Arata Isozaki in 2013. Photo: wikicommons

Arata Isozaki passed on at the age of 91 on 29 December 2022. 

As an architect, urban planner and theorist, Isozaki is considered one of the masters of contemporary Japanese architecture.

Only four years ago in 2019, he was nominated for the prestigious Pritzker Prize, recognising his architectural genius and vision on a global scale.

Born on the island of Kyūshū in Japan, the architect was a teenager when Hiroshima and Nagasaki were destroyed.

This tragedy forever altered his architectural vision about the connection between mankind and architectural structures and shaped his vision of how to rebuild what was destroyed, as he was inhabited by a constant desire for renewal.

The Palau Sant Jordi multi-purpose hall in Barcelona.
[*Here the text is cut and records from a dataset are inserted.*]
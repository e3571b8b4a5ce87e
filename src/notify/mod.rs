//! Toast notifications.

pub mod center;

pub use center::{Notification, NotificationCenter, NotificationId, Severity};
//! Input mode state machine.
//!
//! The mode decides how keys are interpreted and which overlay the renderer
//! draws on top of the table:
//!
//! - **Normal**: table navigation and commands
//! - **Search**: typing a filter, or navigating the filtered rows
//! - **Form**: the add/edit modal has focus
//! - **ConfirmDelete**: the delete confirmation dialog has focus

use crate::app::form::EmployeeForm;
use crate::domain::EmployeeId;

/// Focus state within search mode.
#[derive(Debug, Clone, Copy, PartialEq, Eq)]
pub enum SearchFocus {
    /// Keys edit the filter text.
    Typing,
    /// Keys move through the filtered rows.
    Navigating,
}

/// Row awaiting delete confirmation.
#[derive(Debug, Clone, PartialEq, Eq)]
pub struct PendingDelete {
    pub id: EmployeeId,
    pub name: String,
}

#[derive(Debug, Clone, PartialEq, Eq)]
pub enum InputMode {
    Normal,
    Search(SearchFocus),
    Form(Box<EmployeeForm>),
    ConfirmDelete(PendingDelete),
}

impl InputMode {
    /// Whether a modal dialog currently owns the keyboard.
    #[must_use]
    pub const fn is_modal(&self) -> bool {
        matches!(self, Self::Form(_) | Self::ConfirmDelete(_))
    }
}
Photo: Flickr

Isozaki was very attached to the Japanese concept of ‘Ma’, which is about the interval between two objects or actions, and had been one of its first transmitters to the West.

He graduated in architecture from the Tokyo Faculty of Engineering in 1954 and began his career as a student of Kenzo Tange, a 1987 Pritzker Prize laureate.

When he founded his own studio in 1963, Japan was in the midst of an economic boom, but still grappling with the consequences of World War II.

In the 1980s, Isozaki adhered to the Memphis group led by Ettore Sottsass in Italy.

Versatile and international, Isozaki was known for never having sought to assert a particular style but rather for integrating his projects into their environment.

His projects know no creative limits or geographical boundaries, as they are found all over the world, leaving his immense influence to shape future generations of architects.

Among Isozaki’s best-known projects are the Museum of Contemporary Art in Los Angeles, which launched his international reputation, the Palau Sant Jordi multi-purpose hall in Barcelona, built for the 1992 Olympic Games, and the Qatar National Convention Center.

Isozaki’s signature arch building for Bond University was inspired by the Arch of Constantine in Rome. Photo: wikicommons.

Isozaki also left an indelible mark on Australia with his unique take on the Bond University on the Gold Coast, completed in 1989, for which he created its signature arch building inspired by the Arch of Constantine in Rome.